Welcoming the Little Children

Mark 9: 30-37
Sir 2: 1-11/ Psa 37

Whoever receives one child such as this in my name receives me; and whoever receives me does not receive me but the One Who sent me.
(Mark 9:37)

Blessed are the poor and the meek,
Unlike the proud, God hears their call.
Those who serve the small and the weak
Are in God’s eyes greatest of all!

They left that place and traveled through Galilee. But He did not let anyone know where they were. He was teaching His disciples, telling them, “The Son of Man is going to be delivered into the hands of men. They will kill Him, and after three days He will rise.” But they did not understand what He meant and were afraid to ask Him about it. They came to Capernaum, and once inside the house, He asked them, “What were you arguing about on the road?” But they kept quiet because on the way they had argued about who was the greatest. Sitting down, Jesus called the Twelve and said, “Anyone who wants to be first must be the very last, and the servant of all.” He took a little child whom He placed in their midst. Then, taking the child in His arms, He said to them, “Whoever receives one child such as this in my name receives me; and whoever receives me does not receive me but the One Who sent me.” (Mark 9: 30-37)

Reflection

There were three things that our Lord Jesus was intent on accomplishing in the three years of His ministry: spreading the Good News of salvation and the kingdom of heaven, healing the people from disease and the dominion of Satan, and forming the spiritual character of His followers, especially His apostles. This last was the most important as He was leaving the formation of His Church to them. This was the reason why there were times when our Lord did not want the crowds to know where they were, to give Him precious time to teach them, especially about His mission.
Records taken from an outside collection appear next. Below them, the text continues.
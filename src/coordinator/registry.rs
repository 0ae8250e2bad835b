//! Connection and registration bookkeeping for the coordinator.

use std::collections::{HashMap, HashSet};
use std::time::{Duration, Instant};

use log::warn;
use tokio::sync::mpsc::UnboundedSender;

use crate::protocol::{self, Capability, ClientId, ClientMessage, EntryId};

/// Outbound side of one connection.
#[derive(Debug)]
pub enum Outbox {
    /// In-process client reading typed messages.
    Typed(UnboundedSender<ClientMessage>),
    /// Client reading the JSON wire form.
    Wire(UnboundedSender<String>),
}

impl Outbox {
    /// Returns `false` when the receiving side is gone.
    fn deliver(&self, message: ClientMessage) -> bool {
        match self {
            Outbox::Typed(sender) => sender.send(message).is_ok(),
            Outbox::Wire(sender) => match protocol::encode_client_message(&message) {
                Ok(payload) => sender.send(payload).is_ok(),
                Err(err) => {
                    warn!("Coordinator: failed to encode outbound message: {}", err);
                    !sender.is_closed()
                }
            },
        }
    }
}

/// One registered client as seen by the coordinator.
#[derive(Debug, Clone, PartialEq)]
pub struct ClientRegistration {
    pub client_id: ClientId,
    pub capability: Capability,
    /// Monotonic registration order; the election tie-break.
    pub registration_seq: u64,
    pub last_seen: Instant,
    /// Entries this client resolved and has not unloaded.
    pub held: HashSet<EntryId>,
}

/// Attached connections keyed by client id, plus the registrations among them.
#[derive(Default)]
pub struct ClientRegistry {
    outboxes: HashMap<ClientId, Outbox>,
    registrations: HashMap<ClientId, ClientRegistration>,
    next_registration_seq: u64,
}

impl ClientRegistry {
    pub fn new() -> Self {
        Self::default()
    }

    /// Stores the outbound channel for a connection. Replaces a stale one.
    pub fn attach(&mut self, client_id: ClientId, outbox: Outbox) {
        self.outboxes.insert(client_id, outbox);
    }

    /// Creates or refreshes a registration. Returns `None` when the client has
    /// no attached connection, `Some(true)` for a first registration.
    pub fn register(
        &mut self,
        client_id: &str,
        capability: Capability,
        now: Instant,
    ) -> Option<bool> {
        if !self.outboxes.contains_key(client_id) {
            return None;
        }
        if let Some(existing) = self.registrations.get_mut(client_id) {
            existing.capability = capability;
            existing.last_seen = now;
            return Some(false);
        }
        let registration_seq = self.next_registration_seq;
        self.next_registration_seq += 1;
        self.registrations.insert(
            client_id.to_string(),
            ClientRegistration {
                client_id: client_id.to_string(),
                capability,
                registration_seq,
                last_seen: now,
                held: HashSet::new(),
            },
        );
        Some(true)
    }

    /// Drops both the registration and the connection.
    pub fn remove(&mut self, client_id: &str) -> Option<ClientRegistration> {
        self.outboxes.remove(client_id);
        self.registrations.remove(client_id)
    }

    pub fn is_registered(&self, client_id: &str) -> bool {
        self.registrations.contains_key(client_id)
    }

    pub fn get(&self, client_id: &str) -> Option<&ClientRegistration> {
        self.registrations.get(client_id)
    }

    pub fn set_capability(&mut self, client_id: &str, capability: Capability) -> bool {
        match self.registrations.get_mut(client_id) {
            Some(registration) => {
                registration.capability = capability;
                true
            }
            None => false,
        }
    }

    pub fn touch(&mut self, client_id: &str, now: Instant) {
        if let Some(registration) = self.registrations.get_mut(client_id) {
            registration.last_seen = now;
        }
    }

    pub fn hold(&mut self, client_id: &str, ids: impl IntoIterator<Item = EntryId>) {
        if let Some(registration) = self.registrations.get_mut(client_id) {
            registration.held.extend(ids);
        }
    }

    /// Drops `ids` from the client's holdings. Returns the ids no registered
    /// client holds anymore.
    pub fn unhold(&mut self, client_id: &str, ids: &[EntryId]) -> Vec<EntryId> {
        let Some(registration) = self.registrations.get_mut(client_id) else {
            return Vec::new();
        };
        let dropped: Vec<EntryId> = ids
            .iter()
            .filter(|id| registration.held.remove(*id))
            .cloned()
            .collect();
        self.unheld(dropped)
    }

    /// Filters `ids` down to the ones no registered client holds.
    pub fn unheld(&self, ids: impl IntoIterator<Item = EntryId>) -> Vec<EntryId> {
        ids.into_iter()
            .filter(|id| {
                !self
                    .registrations
                    .values()
                    .any(|registration| registration.held.contains(id))
            })
            .collect()
    }

    pub fn registrations(&self) -> impl Iterator<Item = &ClientRegistration> {
        self.registrations.values()
    }

    pub fn len(&self) -> usize {
        self.registrations.len()
    }

    /// Registered ids in registration order.
    pub fn registered_ids(&self) -> Vec<ClientId> {
        let mut registrations: Vec<&ClientRegistration> = self.registrations.values().collect();
        registrations.sort_by(|a, b| {
            a.registration_seq
                .cmp(&b.registration_seq)
                .then_with(|| a.client_id.cmp(&b.client_id))
        });
        registrations
            .into_iter()
            .map(|registration| registration.client_id.clone())
            .collect()
    }

    /// Registrations not heard from within `timeout`.
    pub fn stale(&self, now: Instant, timeout: Duration) -> Vec<ClientId> {
        let mut stale: Vec<ClientId> = self
            .registrations
            .values()
            .filter(|registration| now.saturating_duration_since(registration.last_seen) > timeout)
            .map(|registration| registration.client_id.clone())
            .collect();
        stale.sort();
        stale
    }

    /// Delivers one message. Returns `false` when the receiving side is gone.
    pub fn send(&self, client_id: &str, message: ClientMessage) -> bool {
        match self.outboxes.get(client_id) {
            Some(outbox) => outbox.deliver(message),
            None => false,
        }
    }
}
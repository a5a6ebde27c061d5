use std::{env, fs, path::{Path, PathBuf}, ops::Deref, fmt::{self, Formatter, Display}};
use tempfile::{self, TempDir};

pub const TEST_DATA_DIR: &str = "./tests/test-data";

/// A file living in a self-cleaning temporary directory. `copy` seeds it from
/// `tests/test-data`, `blank` only reserves the path.
pub struct Fixture {
    path: std::path::PathBuf,
    source: std::path::PathBuf,
    _tempdir: TempDir,
}

impl Fixture {
    pub fn blank(fixture_filename: &str) -> Self {
        let root_dir = &env::var("CARGO_MANIFEST_DIR").expect("$CARGO_MANIFEST_DIR");
        let mut source = PathBuf::from(root_dir);
        source.push(TEST_DATA_DIR);
        source.push(fixture_filename);

        let tempdir = tempfile::tempdir().expect("Failed to generate temp directory");
        let mut path = PathBuf::from(&tempdir.path());
        path.push(fixture_filename);

        Fixture { _tempdir: tempdir, source, path }
    }

    pub fn copy(fixture_filename: &str) -> Self {
        let fixture = Fixture::blank(fixture_filename);
        fs::create_dir_all(fixture.path.parent().expect("No parent directory")).expect("Failed to create directory");
        fs::copy(&fixture.source, &fixture.path).expect("Failed to copy Fixture files.");
        fixture
    }
}

impl Deref for Fixture {
    type Target = Path;

    fn deref(&self) -> &Self::Target {
        self.path.deref()
    }
}

impl Display for Fixture {
    fn fmt(&self, f: &mut Formatter<'_>) -> fmt::Result {
        write!(f, "{}", self.path.to_str().expect("Invalid path (non UTF8 characters ?)"))
    }
}
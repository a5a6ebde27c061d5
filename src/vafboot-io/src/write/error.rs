use thiserror::Error;

#[derive(Debug, Error)]
pub enum WriterError {
    #[error(transparent)]
    Io(#[from] std::io::Error),
}
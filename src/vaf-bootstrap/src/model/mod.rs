use std::fmt::{self, Display, Formatter};
use std::str::FromStr;

use rand::Rng;
use rand::distributions::{Distribution, WeightedIndex};
use rand_distr::{Beta, Binomial, Normal};

use crate::stats::ClusterStats;

mod error;
pub use error::ModelError;

/// Number of Bernoulli trials per binomial and beta-binomial draw.
pub const BINOMIAL_TRIALS: u64 = 100;

/// Cap on rejection attempts per truncated-normal sample.
const MAX_TRUNCATION_ATTEMPTS: usize = 10_000;

/// The six bootstrap resampling strategies.
///
/// Each strategy shares one capability: draw one bootstrap mean given a
/// cluster's observations and estimated parameters (see [`ClusterSampler`]).
#[derive(Debug, Clone, Copy, PartialEq, Eq)]
pub enum BootstrapModel {
    /// `boot_size` draws from Normal(mean, sd), averaged. Unbounded: means
    /// may fall outside [0, 1], and no clamping is performed.
    Normal,
    /// Normal(mean, sd) truncated to [0, 1], averaged.
    NormalTruncated,
    /// Beta(alpha, beta) with method-of-moments shapes, averaged.
    Beta,
    /// Binomial(n=100, p=mean) draws, averaged and rescaled by 1/100.
    Binomial,
    /// Two-stage compound draws: p ~ Beta(alpha, beta), then
    /// Binomial(n=100, p), per element.
    BetaBinomial,
    /// Resample `boot_size` raw VAF values with replacement, averaged.
    /// In weighted mode, each observation's resampling probability is
    /// proportional to its depth.
    NonParametric,
}

impl BootstrapModel {
    pub const NAMES: [&'static str; 6] = [
        "normal", "normal-truncated", "beta", "binomial", "beta-binomial", "non-parametric"
    ];

    pub fn name(&self) -> &'static str {
        match self {
            Self::Normal          => "normal",
            Self::NormalTruncated => "normal-truncated",
            Self::Beta            => "beta",
            Self::Binomial        => "binomial",
            Self::BetaBinomial    => "beta-binomial",
            Self::NonParametric   => "non-parametric",
        }
    }

    /// Instantiate a per-cluster sampler for this strategy.
    ///
    /// `depths` is only ever inspected by the non-parametric strategy and
    /// should be `Some` in weighted mode only.
    ///
    /// # Errors
    /// - `DegenerateCluster` if a beta-family strategy is requested and the
    ///   cluster's method-of-moments shape parameters are undefined.
    /// - `InvalidDistribution` if the underlying sampler rejects the
    ///   estimated parameters.
    pub fn sampler<'v>(
        &self,
        stats : &ClusterStats,
        vafs  : &'v [f64],
        depths: Option<&[u32]>,
    ) -> Result<ClusterSampler<'v>, ModelError> {
        let sampler = match self {
            Self::Normal          => ClusterSampler::Gaussian(new_normal(stats)?),
            Self::NormalTruncated => ClusterSampler::TruncatedGaussian{dist: new_normal(stats)?, mean: stats.mean, sd: stats.sd},
            Self::Beta            => {
                let (alpha, beta) = stats.shape_parameters()?;
                ClusterSampler::BetaMoments(new_beta(alpha, beta)?)
            },
            Self::Binomial        => ClusterSampler::BinomialDraws(new_binomial(stats.mean)?),
            Self::BetaBinomial    => {
                let (alpha, beta) = stats.shape_parameters()?;
                ClusterSampler::BetaBinomial(new_beta(alpha, beta)?)
            },
            Self::NonParametric   => ClusterSampler::non_parametric(vafs, depths)?,
        };
        Ok(sampler)
    }
}

impl FromStr for BootstrapModel {
    type Err = ModelError;
    fn from_str(s: &str) -> Result<Self, Self::Err> {
        Ok(match s {
            "normal"           => Self::Normal,
            "normal-truncated" => Self::NormalTruncated,
            "beta"             => Self::Beta,
            "binomial"         => Self::Binomial,
            "beta-binomial"    => Self::BetaBinomial,
            "non-parametric"   => Self::NonParametric,
            unknown            => return Err(ModelError::UnknownModel(unknown.to_string())),
        })
    }
}

impl Display for BootstrapModel {
    fn fmt(&self, f: &mut Formatter<'_>) -> fmt::Result {
        write!(f, "{}", self.name())
    }
}

/// A ready-to-draw sampler for one (cluster, sample column) pair.
/// Construction validates the estimated parameters once; every subsequent
/// [`ClusterSampler::draw_mean`] call yields one bootstrap mean.
#[derive(Debug, Clone)]
pub enum ClusterSampler<'v> {
    Gaussian(Normal<f64>),
    TruncatedGaussian{dist: Normal<f64>, mean: f64, sd: f64},
    BetaMoments(Beta<f64>),
    BinomialDraws(Binomial),
    BetaBinomial(Beta<f64>),
    Empirical{vafs: &'v [f64], weights: Option<WeightedIndex<u32>>},
}

impl<'v> ClusterSampler<'v> {
    /// Build a with-replacement resampler over raw VAF values, optionally
    /// weighted by read depth.
    pub fn non_parametric(vafs: &'v [f64], depths: Option<&[u32]>) -> Result<Self, ModelError> {
        if vafs.is_empty() {
            return Err(ModelError::EmptyObservations)
        }
        let weights = match depths {
            Some(depths) => {
                let index = WeightedIndex::new(depths.iter().copied())
                    .map_err(|err| ModelError::InvalidDistribution{model: "non-parametric", msg: err.to_string()})?;
                Some(index)
            }
            None => None,
        };
        Ok(Self::Empirical{vafs, weights})
    }

    /// Draw one bootstrap mean: `boot_size` i.i.d. samples, averaged.
    pub fn draw_mean<R: Rng>(&self, rng: &mut R, boot_size: usize) -> Result<f64, ModelError> {
        let total: f64 = match self {
            Self::Gaussian(normal) => {
                (0..boot_size).map(|_| normal.sample(rng)).sum()
            }
            Self::TruncatedGaussian{dist, mean, sd} => {
                let mut total = 0.0;
                for _ in 0..boot_size {
                    total += sample_truncated(dist, *mean, *sd, rng)?;
                }
                total
            }
            Self::BetaMoments(beta) => {
                (0..boot_size).map(|_| beta.sample(rng)).sum()
            }
            Self::BinomialDraws(binomial) => {
                (0..boot_size).map(|_| binomial.sample(rng) as f64 / BINOMIAL_TRIALS as f64).sum()
            }
            Self::BetaBinomial(beta) => {
                let mut total = 0.0;
                for _ in 0..boot_size {
                    let p = beta.sample(rng);
                    total += new_binomial(p)?.sample(rng) as f64 / BINOMIAL_TRIALS as f64;
                }
                total
            }
            Self::Empirical{vafs, weights} => {
                match weights {
                    Some(weights) => (0..boot_size).map(|_| vafs[weights.sample(rng)]).sum(),
                    None          => (0..boot_size).map(|_| vafs[rng.gen_range(0..vafs.len())]).sum(),
                }
            }
        };
        Ok(total / boot_size as f64)
    }
}

/// Rejection-sample Normal(mean, sd) into [0, 1]. Zero-dispersion draws
/// collapse to the mean, provided it lies within the bounds.
fn sample_truncated<R: Rng>(dist: &Normal<f64>, mean: f64, sd: f64, rng: &mut R) -> Result<f64, ModelError> {
    if sd == 0.0 {
        return match (0.0..=1.0).contains(&mean) {
            true  => Ok(mean),
            false => Err(ModelError::TruncationOutOfBounds(mean)),
        }
    }
    for _ in 0..MAX_TRUNCATION_ATTEMPTS {
        let draw = dist.sample(rng);
        if (0.0..=1.0).contains(&draw) {
            return Ok(draw)
        }
    }
    Err(ModelError::TruncationExhausted(MAX_TRUNCATION_ATTEMPTS))
}

fn new_normal(stats: &ClusterStats) -> Result<Normal<f64>, ModelError> {
    Normal::new(stats.mean, stats.sd)
        .map_err(|err| ModelError::InvalidDistribution{model: "normal", msg: err.to_string()})
}

fn new_beta(alpha: f64, beta: f64) -> Result<Beta<f64>, ModelError> {
    Beta::new(alpha, beta)
        .map_err(|err| ModelError::InvalidDistribution{model: "beta", msg: err.to_string()})
}

fn new_binomial(p: f64) -> Result<Binomial, ModelError> {
    Binomial::new(BINOMIAL_TRIALS, p)
        .map_err(|err| ModelError::InvalidDistribution{model: "binomial", msg: err.to_string()})
}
The task of making the apostles understand His mission and vision was not going to be easy, as they seemed to have a different mindset about what being successful in life was really all about. In fact, their perspective of becoming a good leader was going in the opposite direction. They could not understand what Jesus was talking about when He said He was going to be killed by men, and “after three days will rise again.” They were afraid to ask, because His dying was a horrifying prospect for them, like a patient fearful of being told by his doctor that he had malignant cancer. Instead, they would rather discuss among themselves who would occupy the highest position when the Messiah finally established His kingdom in Jerusalem. They were like little children, who were more concerned about what they wanted for themselves, but quite innocent about the real purpose that Jesus had called them to accomplish.

A short time ago, they were wondering why they could not drive out an evil spirit from a boy. Jesus had told them that they needed to be more prayerful (Mk.9:29). They had become so self-important about their power to heal and drive out demons that they had forgotten to attribute this power to God through prayers. Their taste of power had made them proud, and Jesus had to remind them about being humble and being “last, and the servant of all.” He showed them His love for the “little ones” by embracing a child in their midst, telling them, “Whoever receives one child such as this in my name receives me,” and His Father as well.

Who are the “children” that Jesus is talking about? It is those who are helpless and vulnerable, who are weak and underprivileged, who are totally dependent on others for their very survival, even compromising their dignity as human beings. Our new pope, the former archbishop of Buenos Aires, Jorge Mario Bergoglio, said he chose the name “Francis” after St. Francis of Assisi, the founder of the Franciscan Order, who was once a rich man, but embraced poverty to become a voice for the poor. At last we have a true servant of God who is opening the doors of the Church to welcome the child that our Lord Jesus is talking about in this Gospel. He said he wants the Church to be “of the poor, for the poor.” Pope Francis is known for his simple and humble lifestyle, and his call for us to minister to the poor may be the most important development in the Catholic Church in this second millennium. Let us heed his call… Who knows? Peace and justice may finally begin to reign on earth.

Father of love and mercy, thank You for Your message of receiving the little people into our lives, as our Lord Jesus has implied in today’s Gospel. Thank You also for giving us Pope Francis, whose leadership in our Church may finally herald the coming of Your kingdom here on earth. May it be so, in Jesus’ holy Name we pray. Amen.